━━ Record set

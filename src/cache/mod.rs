//! Cache Module
//!
//! Provides the in-process local store with TTL expiration and LRU eviction.

mod entry;
mod lru;
mod stats;
mod store;


// Re-export public types
pub use entry::CacheEntry;
pub use lru::LruTracker;
pub use stats::CacheStats;
pub use store::LocalStore;
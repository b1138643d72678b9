//! Content Cache - operator tool
//!
//! Checks the configured cache backends from the same environment the
//! application runs with.
//!
//! # Commands
//! - `probe` (default) - Report whether Redis is reachable and print local stats
//! - `clear` - Remove every `cache:` key from Redis and the local store

use anyhow::{bail, Context};
use tracing::{info, warn};
use tracing_subscriber::{layer::SubscriberExt, util::SubscriberInitExt};

use content_cache::{Config, ContentCache};

#[tokio::main]
async fn main() -> anyhow::Result<()> {
    // Defaults to "info" level, can be overridden with RUST_LOG env var
    tracing_subscriber::registry()
        .with(
            tracing_subscriber::EnvFilter::try_from_default_env()
                .unwrap_or_else(|_| "content_cache=info".into()),
        )
        .with(tracing_subscriber::fmt::layer())
        .init();

    let config = Config::from_env();
    info!(
        "Configuration loaded: redis={}, max_entries={}, connect_timeout={}ms, operation_timeout={}ms",
        config.redis_url.is_some(),
        config.max_entries,
        config.connect_timeout_ms,
        config.operation_timeout_ms
    );

    let cache = ContentCache::from_config(&config);
    let command = std::env::args().nth(1);

    let outcome = match command.as_deref() {
        None | Some("probe") => probe(&cache).await,
        Some("clear") => {
            cache.clear().await;
            Ok(())
        }
        Some(other) => Err(anyhow::anyhow!("Unknown command: {other}")),
    };

    cache.close().await;
    outcome
}

async fn probe(cache: &ContentCache) -> anyhow::Result<()> {
    let reachable = cache.is_redis_available().await;
    if !cache.has_distributed() {
        info!("REDIS_URL not set, local store only");
    } else if reachable {
        info!("Redis is reachable");
    } else {
        warn!("Redis is configured but unreachable, requests will use the local store");
    }

    let stats = serde_json::to_string_pretty(&cache.stats())
        .context("Failed to encode cache stats")?;
    println!("{stats}");

    if cache.has_distributed() && !reachable {
        bail!("Redis unavailable");
    }
    Ok(())
}
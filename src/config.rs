//! Configuration Module
//!
//! Handles loading cache configuration from environment variables.

use std::env;
use std::time::Duration;

/// Cache configuration parameters.
///
/// All values can be configured via environment variables with sensible defaults.
/// A missing `REDIS_URL` is a supported setup: the cache runs on its local store only.
#[derive(Debug, Clone, PartialEq, Eq)]
pub struct Config {
    /// Redis endpoint, e.g. `redis://127.0.0.1:6379`
    pub redis_url: Option<String>,
    /// Maximum number of entries the local store can hold
    pub max_entries: usize,
    /// Background cleanup task interval in seconds
    pub cleanup_interval: u64,
    /// Deadline for establishing the Redis connection, in milliseconds
    pub connect_timeout_ms: u64,
    /// Deadline for a single Redis command, in milliseconds
    pub operation_timeout_ms: u64,
}

impl Config {
    /// Creates a new Config by loading values from environment variables.
    ///
    /// # Environment Variables
    /// - `REDIS_URL` - Distributed store endpoint (default: unset, local only)
    /// - `CACHE_MAX_ENTRIES` - Maximum local entries (default: 1000)
    /// - `CACHE_CLEANUP_INTERVAL` - Cleanup frequency in seconds (default: 60)
    /// - `REDIS_CONNECT_TIMEOUT_MS` - Connect deadline (default: 2000)
    /// - `REDIS_OPERATION_TIMEOUT_MS` - Command deadline (default: 1000)
    pub fn from_env() -> Self {
        Self::from_lookup(|name| env::var(name).ok())
    }

    /// Builds a Config from an arbitrary variable lookup.
    pub fn from_lookup<F>(lookup: F) -> Self
    where
        F: Fn(&str) -> Option<String>,
    {
        let defaults = Self::default();
        let parsed = |name: &str, fallback: u64| {
            lookup(name)
                .and_then(|v| v.trim().parse().ok())
                .unwrap_or(fallback)
        };

        Self {
            redis_url: lookup("REDIS_URL")
                .map(|url| url.trim().to_string())
                .filter(|url| !url.is_empty()),
            max_entries: lookup("CACHE_MAX_ENTRIES")
                .and_then(|v| v.trim().parse::<usize>().ok())
                .unwrap_or(defaults.max_entries)
                .max(1),
            cleanup_interval: parsed("CACHE_CLEANUP_INTERVAL", defaults.cleanup_interval),
            connect_timeout_ms: parsed("REDIS_CONNECT_TIMEOUT_MS", defaults.connect_timeout_ms),
            operation_timeout_ms: parsed(
                "REDIS_OPERATION_TIMEOUT_MS",
                defaults.operation_timeout_ms,
            ),
        }
    }

    pub fn connect_timeout(&self) -> Duration {
        Duration::from_millis(self.connect_timeout_ms)
    }

    pub fn operation_timeout(&self) -> Duration {
        Duration::from_millis(self.operation_timeout_ms)
    }
}

impl Default for Config {
    fn default() -> Self {
        Self {
            redis_url: None,
            max_entries: 1000,
            cleanup_interval: 60,
            connect_timeout_ms: 2000,
            operation_timeout_ms: 1000,
        }
    }
}

#[cfg(test)]
mod tests {
    use super::*;
    use std::collections::HashMap;

    fn lookup_from(pairs: &[(&str, &str)]) -> impl Fn(&str) -> Option<String> {
        let vars: HashMap<String, String> = pairs
            .iter()
            .map(|(k, v)| (k.to_string(), v.to_string()))
            .collect();
        move |name| vars.get(name).cloned()
    }

    #[test]
    fn test_config_default() {
        let config = Config::default();
        assert_eq!(config.redis_url, None);
        assert_eq!(config.max_entries, 1000);
        assert_eq!(config.cleanup_interval, 60);
        assert_eq!(config.connect_timeout(), Duration::from_secs(2));
        assert_eq!(config.operation_timeout(), Duration::from_secs(1));
    }

    #[test]
    fn test_config_from_lookup_empty() {
        let config = Config::from_lookup(|_| None);
        assert_eq!(config, Config::default());
    }

    #[test]
    fn test_config_from_lookup_values() {
        let config = Config::from_lookup(lookup_from(&[
            ("REDIS_URL", "redis://cache.internal:6379"),
            ("CACHE_MAX_ENTRIES", "50"),
            ("CACHE_CLEANUP_INTERVAL", "5"),
            ("REDIS_CONNECT_TIMEOUT_MS", "250"),
            ("REDIS_OPERATION_TIMEOUT_MS", "100"),
        ]));

        assert_eq!(
            config.redis_url.as_deref(),
            Some("redis://cache.internal:6379")
        );
        assert_eq!(config.max_entries, 50);
        assert_eq!(config.cleanup_interval, 5);
        assert_eq!(config.connect_timeout_ms, 250);
        assert_eq!(config.operation_timeout_ms, 100);
    }

    #[test]
    fn test_blank_redis_url_means_local_only() {
        let config = Config::from_lookup(lookup_from(&[("REDIS_URL", "   ")]));
        assert_eq!(config.redis_url, None);
    }

    #[test]
    fn test_invalid_numbers_fall_back_to_defaults() {
        let config = Config::from_lookup(lookup_from(&[
            ("CACHE_MAX_ENTRIES", "lots"),
            ("REDIS_OPERATION_TIMEOUT_MS", "-3"),
        ]));
        assert_eq!(config.max_entries, 1000);
        assert_eq!(config.operation_timeout_ms, 1000);
    }

    #[test]
    fn test_zero_capacity_is_clamped() {
        let config = Config::from_lookup(lookup_from(&[("CACHE_MAX_ENTRIES", "0")]));
        assert_eq!(config.max_entries, 1);
    }
}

━━━━

=== What is expected ===
Go through the listing and transcribe all of it exactly.

=== Answer to this task ===
filename src/cache/mod.rs
//! Cache Module
//!
//! Provides the in-process local store with TTL expiration and LRU eviction.

mod entry;
mod lru;
mod stats;
mod store;


// Re-export public types
pub use entry::CacheEntry;
pub use lru::LruTracker;
pub use stats::CacheStats;
pub use store::LocalStore;
repository b1138643d72678b9
//! Content Cache - operator tool
//!
//! Checks the configured cache backends from the same environment the
//! application runs with.
//!
//! # Commands
//! - `probe` (default) - Report whether Redis is reachable and print local stats
//! - `clear` - Remove every `cache:` key from Redis and the local store

use anyhow::{bail, Context};
use tracing::{info, warn};
use tracing_subscriber::{layer::SubscriberExt, util::SubscriberInitExt};

use content_cache::{Config, ContentCache};

#[tokio::main]
async fn main() -> anyhow::Result<()> {
    // Defaults to "info" level, can be overridden with RUST_LOG env var
    tracing_subscriber::registry()
        .with(
            tracing_subscriber::EnvFilter::try_from_default_env()
                .unwrap_or_else(|_| "content_cache=info".into()),
        )
        .with(tracing_subscriber::fmt::layer())
        .init();

    let config = Config::from_env();
    info!(
        "Configuration loaded: redis={}, max_entries={}, connect_timeout={}ms, operation_timeout={}ms",
        config.redis_url.is_some(),
        config.max_entries,
        config.connect_timeout_ms,
        config.operation_timeout_ms
    );

    let cache = ContentCache::from_config(&config);
    let command = std::env::args().nth(1);

    let outcome = match command.as_deref() {
        None | Some("probe") => probe(&cache).await,
        Some("clear") => {
            cache.clear().await;
            Ok(())
        }
        Some(other) => Err(anyhow::anyhow!("Unknown command: {other}")),
    };

    cache.close().await;
    outcome
}

async fn probe(cache: &ContentCache) -> anyhow::Result<()> {
    let reachable = cache.is_redis_available().await;
    if !cache.has_distributed() {
        info!("REDIS_URL not set, local store only");
    } else if reachable {
        info!("Redis is reachable");
    } else {
        warn!("Redis is configured but unreachable, requests will use the local store");
    }

    let stats = serde_json::to_string_pretty(&cache.stats())
        .context("Failed to encode cache stats")?;
    println!("{stats}");

    if cache.has_distributed() && !reachable {
        bail!("Redis unavailable");
    }
    Ok(())
}
filename src/config.rs
//! Configuration Module
//!
//! Handles loading cache configuration from environment variables.

use std::env;
use std::time::Duration;

/// Cache configuration parameters.
///
/// All values can be configured via environment variables with sensible defaults.
/// A missing `REDIS_URL` is a supported setup: the cache runs on its local store only.
#[derive(Debug, Clone, PartialEq, Eq)]
pub struct Config {
    /// Redis endpoint, e.g. `redis://127.0.0.1:6379`
    pub redis_url: Option<String>,
    /// Maximum number of entries the local store can hold
    pub max_entries: usize,
    /// Background cleanup task interval in seconds
    pub cleanup_interval: u64,
    /// Deadline for establishing the Redis connection, in milliseconds
    pub connect_timeout_ms: u64,
    /// Deadline for a single Redis command, in milliseconds
    pub operation_timeout_ms: u64,
}

impl Config {
    /// Creates a new Config by loading values from environment variables.
    ///
    /// # Environment Variables
    /// - `REDIS_URL` - Distributed store endpoint (default: unset, local only)
    /// - `CACHE_MAX_ENTRIES` - Maximum local entries (default: 1000)
    /// - `CACHE_CLEANUP_INTERVAL` - Cleanup frequency in seconds (default: 60)
    /// - `REDIS_CONNECT_TIMEOUT_MS` - Connect deadline (default: 2000)
    /// - `REDIS_OPERATION_TIMEOUT_MS` - Command deadline (default: 1000)
    pub fn from_env() -> Self {
        Self::from_lookup(|name| env::var(name).ok())
    }

    /// Builds a Config from an arbitrary variable lookup.
    pub fn from_lookup<F>(lookup: F) -> Self
    where
        F: Fn(&str) -> Option<String>,
    {
        let defaults = Self::default();
        let parsed = |name: &str, fallback: u64| {
            lookup(name)
                .and_then(|v| v.trim().parse().ok())
                .unwrap_or(fallback)
        };

        Self {
            redis_url: lookup("REDIS_URL")
                .map(|url| url.trim().to_string())
                .filter(|url| !url.is_empty()),
            max_entries: lookup("CACHE_MAX_ENTRIES")
                .and_then(|v| v.trim().parse::<usize>().ok())
                .unwrap_or(defaults.max_entries)
                .max(1),
            cleanup_interval: parsed("CACHE_CLEANUP_INTERVAL", defaults.cleanup_interval),
            connect_timeout_ms: parsed("REDIS_CONNECT_TIMEOUT_MS", defaults.connect_timeout_ms),
            operation_timeout_ms: parsed(
                "REDIS_OPERATION_TIMEOUT_MS",
                defaults.operation_timeout_ms,
            ),
        }
    }

    pub fn connect_timeout(&self) -> Duration {
        Duration::from_millis(self.connect_timeout_ms)
    }

    pub fn operation_timeout(&self) -> Duration {
        Duration::from_millis(self.operation_timeout_ms)
    }
}

impl Default for Config {
    fn default() -> Self {
        Self {
            redis_url: None,
            max_entries: 1000,
            cleanup_interval: 60,
            connect_timeout_ms: 2000,
            operation_timeout_ms: 1000,
        }
    }
}

#[cfg(test)]
mod tests {
    use super::*;
    use std::collections::HashMap;

    fn lookup_from(pairs: &[(&str, &str)]) -> impl Fn(&str) -> Option<String> {
        let vars: HashMap<String, String> = pairs
            .iter()
            .map(|(k, v)| (k.to_string(), v.to_string()))
            .collect();
        move |name| vars.get(name).cloned()
    }

    #[test]
    fn test_config_default() {
        let config = Config::default();
        assert_eq!(config.redis_url, None);
        assert_eq!(config.max_entries, 1000);
        assert_eq!(config.cleanup_interval, 60);
        assert_eq!(config.connect_timeout(), Duration::from_secs(2));
        assert_eq!(config.operation_timeout(), Duration::from_secs(1));
    }

    #[test]
    fn test_config_from_lookup_empty() {
        let config = Config::from_lookup(|_| None);
        assert_eq!(config, Config::default());
    }

    #[test]
    fn test_config_from_lookup_values() {
        let config = Config::from_lookup(lookup_from(&[
            ("REDIS_URL", "redis://cache.internal:6379"),
            ("CACHE_MAX_ENTRIES", "50"),
            ("CACHE_CLEANUP_INTERVAL", "5"),
            ("REDIS_CONNECT_TIMEOUT_MS", "250"),
            ("REDIS_OPERATION_TIMEOUT_MS", "100"),
        ]));

        assert_eq!(
            config.redis_url.as_deref(),
            Some("redis://cache.internal:6379")
        );
        assert_eq!(config.max_entries, 50);
        assert_eq!(config.cleanup_interval, 5);
        assert_eq!(config.connect_timeout_ms, 250);
        assert_eq!(config.operation_timeout_ms, 100);
    }

    #[test]
    fn test_blank_redis_url_means_local_only() {
        let config = Config::from_lookup(lookup_from(&[("REDIS_URL", "   ")]));
        assert_eq!(config.redis_url, None);
    }

    #[test]
    fn test_invalid_numbers_fall_back_to_defaults() {
        let config = Config::from_lookup(lookup_from(&[
            ("CACHE_MAX_ENTRIES", "lots"),
            ("REDIS_OPERATION_TIMEOUT_MS", "-3"),
        ]));
        assert_eq!(config.max_entries, 1000);
        assert_eq!(config.operation_timeout_ms, 1000);
    }

    #[test]
    fn test_zero_capacity_is_clamped() {
        let config = Config::from_lookup(lookup_from(&[("CACHE_MAX_ENTRIES", "0")]));
        assert_eq!(config.max_entries, 1);
    }
}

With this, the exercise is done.